I’ve been in a variety of higher education roles in several ways: as a victim, er, student; as a grad student; post-doc; tenured/promoted faculty member; textbook publishing consulting; strategic elearning consulting… Further, in general, I’m a supporter. I do have quibbles, and one is the persistence of learning myths. Trust me, I wrote a whole book on what the research says about them! In addition to having talked about org learning myths, let me explore some elements of higher-education myths.
I saw an article in the top education news source in the country, The Chronicle of Higher Education. I get their daily newsletter, just to keep my finger on the pulse. However, this article was touting issues for Gen Z students. Yet, research says that the ‘generations’ framework isn’t valid. There’s no reliable data that generations is a viable discrimination. In fact, it literally is discrimination (in terms of using arbitrary distinctions to label people.
This is only part of the broader problem. A colleague regularly chides his alma mater for continuing to believe in learning styles. This, too, is a myth! While learners do differ, there’s no evidence we should adapt learning to learning styles, let alone can we reliably identify them. It’s appealing, but wrong. Not that it isn’t also prevalent amongst K12 teachers as well.
Which is related to another problem, business school curricula. I was surprised, and dismayed, to find that a prominent business school has personality instruments as part of it’s curricula! This includes MBTI, which is discredited both theoretically and empirically. Other such instruments, also with flaws, continue to be indicated. I’m sure there may be some financial motivation as well. (E.g. like Apple & Microsoft did offering huge discounts to schools, to get new users used to their experience.)
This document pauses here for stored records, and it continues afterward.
//! Tactical map panel.

use egui::{vec2, Sense, Ui};

use crate::core::analysis::Analysis;
use crate::core::time::Seconds;
use crate::render::{resolve_frame, EguiCanvas, TacticalRenderer};

/// Field proportions (105 x 68 m)
const FIELD_ASPECT: f32 = 105.0 / 68.0;

pub fn show(ui: &mut Ui, analysis: &Analysis, current_time: Seconds) {
    ui.label("Tactical View");

    let width = ui.available_width();
    let (rect, _) = ui.allocate_exact_size(vec2(width, width / FIELD_ASPECT), Sense::hover());

    match resolve_frame(current_time, analysis) {
        Some(frame) => {
            let painter = ui.painter_at(rect);
            let mut canvas = EguiCanvas::new(&painter, rect);
            TacticalRenderer::new().render(frame, &mut canvas);
        }
        None => {
            ui.painter_at(rect).text(
                rect.center(),
                egui::Align2::CENTER_CENTER,
                "No tactical data",
                egui::FontId::proportional(14.0),
                ui.visuals().weak_text_color(),
            );
        }
    }
}
#[cfg(test)]
mod tests {
    use super::*;
    use crate::audio::backend::ManualBackend;
    use crate::core::source::match_fixture;
    use crate::playback::media::ManualMedia;
    use std::time::Duration;

    type Controller = PlaybackController<ManualMedia, ManualBackend>;

    fn controller() -> Controller {
        let mut controller = PlaybackController::new(
            ManualMedia::new(90.0),
            Narrator::new(ManualBackend::new()),
            PlayerSettings::default(),
        );
        controller.set_analysis(Some(Arc::new(match_fixture().unwrap())));
        controller
    }

    fn drain(controller: &Controller) -> Vec<PlaybackEvent> {
        controller.events().try_iter().collect()
    }

    #[test]
    fn test_time_updates_are_throttled() {
        let mut c = controller();
        c.toggle_play();

        c.media.advance(0.25);
        assert_eq!(c.on_time_update(), None);
        assert_eq!(c.current_time(), 0.0);
        c.media.advance(0.375);
        assert_eq!(c.on_time_update(), Some(0.625));
        assert_eq!(c.current_time(), 0.625);

        // Exactly the threshold does not propagate
        c.media.advance(0.5);
        assert_eq!(c.on_time_update(), None);
        assert_eq!(c.current_time(), 0.625);
    }

    #[test]
    fn test_seek_bypasses_throttle() {
        let mut c = controller();
        c.seek_to(0.2);
        assert!((c.current_time() - 0.2).abs() < 1e-9);

        c.skip_forward();
        assert!((c.current_time() - 10.2).abs() < 1e-9);
        c.skip_backward();
        c.skip_backward();
        assert_eq!(c.current_time(), 0.0);
    }

    #[test]
    fn test_seek_percent_uses_duration() {
        let mut c = controller();
        c.seek_percent(50.0);
        assert!((c.current_time() - 45.0).abs() < 1e-9);
        assert!((c.progress_percent() - 50.0).abs() < 1e-9);
    }

    #[test]
    fn test_narration_ducks_and_restores() {
        let mut c = controller();
        c.toggle_play();
        c.seek_to(32.4);

        assert!(c.is_speaking());
        assert!((c.media().volume() - 0.7 * DUCK_FACTOR).abs() < 1e-6);
        assert!(c.state().commentary.starts_with("GOAL!"));

        c.narrator_mut().backend_mut().finish_current();
        c.tick(Instant::now());

        assert!(!c.is_speaking());
        assert!((c.media().volume() - 0.7).abs() < 1e-6);
    }

    #[test]
    fn test_restore_ignores_mid_speech_volume_change() {
        let mut c = controller();
        c.toggle_play();
        c.seek_to(32.4);
        c.set_volume(0.2);

        c.narrator_mut().backend_mut().finish_current();
        c.tick(Instant::now());

        assert!((c.media().volume() - 0.7).abs() < 1e-6);
        assert!((c.state().volume - 0.7).abs() < 1e-6);
    }

    #[test]
    fn test_overlapping_narration_keeps_first_snapshot() {
        let mut c = controller();
        c.toggle_play();
        c.seek_to(12.5);
        assert!(c.is_speaking());
        c.seek_to(32.4);

        assert_eq!(c.narrator().backend().started().len(), 2);
        assert_eq!(c.narrator().backend().cancelled().len(), 1);
        assert!((c.media().volume() - 0.7 * DUCK_FACTOR).abs() < 1e-6);

        c.narrator_mut().backend_mut().finish_current();
        c.tick(Instant::now());
        assert!((c.media().volume() - 0.7).abs() < 1e-6);
    }

    #[test]
    fn test_no_narration_while_paused() {
        let mut c = controller();
        c.seek_to(32.4);
        assert!(c.state().commentary.starts_with("GOAL!"));
        assert!(!c.is_speaking());
        assert!(c.narrator().backend().started().is_empty());
    }

    #[test]
    fn test_same_text_is_not_spoken_twice() {
        let mut c = controller();
        c.toggle_play();
        c.seek_to(30.0);
        c.narrator_mut().backend_mut().finish_current();
        c.tick(Instant::now());

        c.seek_to(31.0);
        assert_eq!(c.narrator().backend().started().len(), 1);
    }

    #[test]
    fn test_pause_stops_speech_and_restores_volume() {
        let mut c = controller();
        c.toggle_play();
        c.seek_to(32.4);
        assert!(c.is_speaking());

        c.toggle_play();
        assert!(!c.is_speaking());
        assert_eq!(c.state().transport, Transport::Paused);
        assert!((c.media().volume() - 0.7).abs() < 1e-6);
    }

    #[test]
    fn test_commentary_pause_suppresses_and_resumes() {
        let mut c = controller();
        c.toggle_play();
        c.seek_to(32.4);

        c.toggle_commentary_pause();
        assert!(!c.is_speaking());
        assert!(c.state().commentary_paused);

        c.seek_to(45.0);
        assert!(!c.is_speaking());

        c.toggle_commentary_pause();
        assert!(c.is_speaking());
        let spoken = c.narrator().backend().current().map(|(_, text)| text.to_string());
        assert_eq!(spoken, Some(c.state().commentary.clone()));
    }

    #[test]
    fn test_releasing_hold_while_paused_stays_silent() {
        let mut c = controller();
        c.seek_to(32.4);
        c.toggle_commentary_pause();
        c.toggle_commentary_pause();

        assert!(!c.state().commentary_paused);
        assert!(!c.is_speaking());
        assert!(c.narrator().backend().started().is_empty());
        assert!((c.media().volume() - 0.7).abs() < 1e-6);
    }

    #[test]
    fn test_resuming_playback_clears_commentary_pause() {
        let mut c = controller();
        c.toggle_commentary_pause();
        assert!(c.state().commentary_paused);
        c.toggle_play();
        assert!(!c.state().commentary_paused);
    }

    #[test]
    fn test_disabling_audio_stops_speech() {
        let mut c = controller();
        c.toggle_play();
        c.seek_to(32.4);
        c.toggle_audio_commentary();

        assert!(!c.is_speaking());
        assert!(!c.state().audio_enabled);
        c.seek_to(58.3);
        assert!(!c.is_speaking());
    }

    #[test]
    fn test_failed_speech_restores_immediately() {
        let mut c = controller();
        c.narrator_mut().backend_mut().fail_next_start("no device");
        c.toggle_play();
        c.seek_to(32.4);

        assert!(!c.is_speaking());
        assert!((c.media().volume() - 0.7).abs() < 1e-6);
        assert!(c.narrator().last_error().is_some());
        assert!(drain(&c).contains(&PlaybackEvent::NarrationEnded(SpeechOutcome::Failed)));
    }

    #[test]
    fn test_ended_forces_pause() {
        let mut c = controller();
        c.toggle_play();
        c.media.advance(120.0);
        c.tick(Instant::now());

        assert_eq!(c.state().transport, Transport::Paused);
        assert_eq!(c.current_time(), 90.0);
    }

    #[test]
    fn test_controls_hide_only_while_playing() {
        let t0 = Instant::now();
        let mut c = controller();
        c.pointer_moved(t0);
        c.tick(t0 + Duration::from_secs(4));
        assert!(c.controls_visible());

        c.toggle_play();
        c.pointer_moved(t0 + Duration::from_secs(5));
        c.tick(t0 + Duration::from_secs(8));
        assert!(!c.controls_visible());
        assert!(drain(&c).contains(&PlaybackEvent::ControlsVisibility(false)));
    }

    #[test]
    fn test_volume_zero_mutes() {
        let mut c = controller();
        c.set_volume(0.0);
        assert!(c.state().muted);
        assert!(c.media().is_muted());
        c.set_volume(0.5);
        assert!(!c.state().muted);
        c.toggle_mute();
        assert!(c.media().is_muted());
    }

    #[test]
    fn test_replace_media_resets_state() {
        let mut c = controller();
        c.toggle_play();
        c.seek_to(32.4);
        assert!(c.is_speaking());

        let old = c.replace_media(ManualMedia::new(60.0));
        assert!(old.is_paused());
        assert!(!c.is_speaking());
        assert_eq!(c.state().transport, Transport::Paused);
        assert_eq!(c.state().duration, 60.0);
        assert_eq!(c.current_time(), 0.0);
        assert!((c.media().volume() - 0.7).abs() < 1e-6);
    }

    #[test]
    fn test_events_published() {
        let mut c = controller();
        drain(&c);
        c.toggle_play();
        c.seek_to(32.4);

        let events = drain(&c);
        assert_eq!(events[0], PlaybackEvent::TransportChanged(Transport::Playing));
        assert_eq!(events[1], PlaybackEvent::TimeUpdate(32.4));
        assert!(matches!(&events[2], PlaybackEvent::CommentaryChanged(text) if text.starts_with("GOAL!")));
        assert!(matches!(&events[3], PlaybackEvent::NarrationStarted(_)));
    }

    #[test]
    fn test_undrained_events_stay_bounded() {
        let mut c = PlaybackController::new(
            ManualMedia::new(100_000.0),
            Narrator::new(ManualBackend::new()),
            PlayerSettings::default(),
        );
        c.toggle_play();
        let now = Instant::now();
        for _ in 0..5_000 {
            c.media.advance(0.75);
            c.tick(now);
        }

        let events = c.events();
        assert_eq!(events.len(), EVENT_CAPACITY);
        let last = events.try_iter().last();
        assert_eq!(last, Some(PlaybackEvent::TimeUpdate(3750.0)));
    }
}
We should not tolerate learning myths in university. Aren’t these bastions of science? Ok, that’s another myth, that universities aren’t riven with politics, but that’s not the focus here. Still, universities should be better at rejecting myths, just as they should also be better about using the best pedagogies. Which they also aren’t doing, by and large ;).
There are more myths about universities, and issues like what their role in society should be. That’s not what I’m talking about here, though. For all their other issues, they should not be perpetuators of higher-education myths. (Here’s hoping they’re also not guilty of the ‘attention span of a goldfish’ myth!)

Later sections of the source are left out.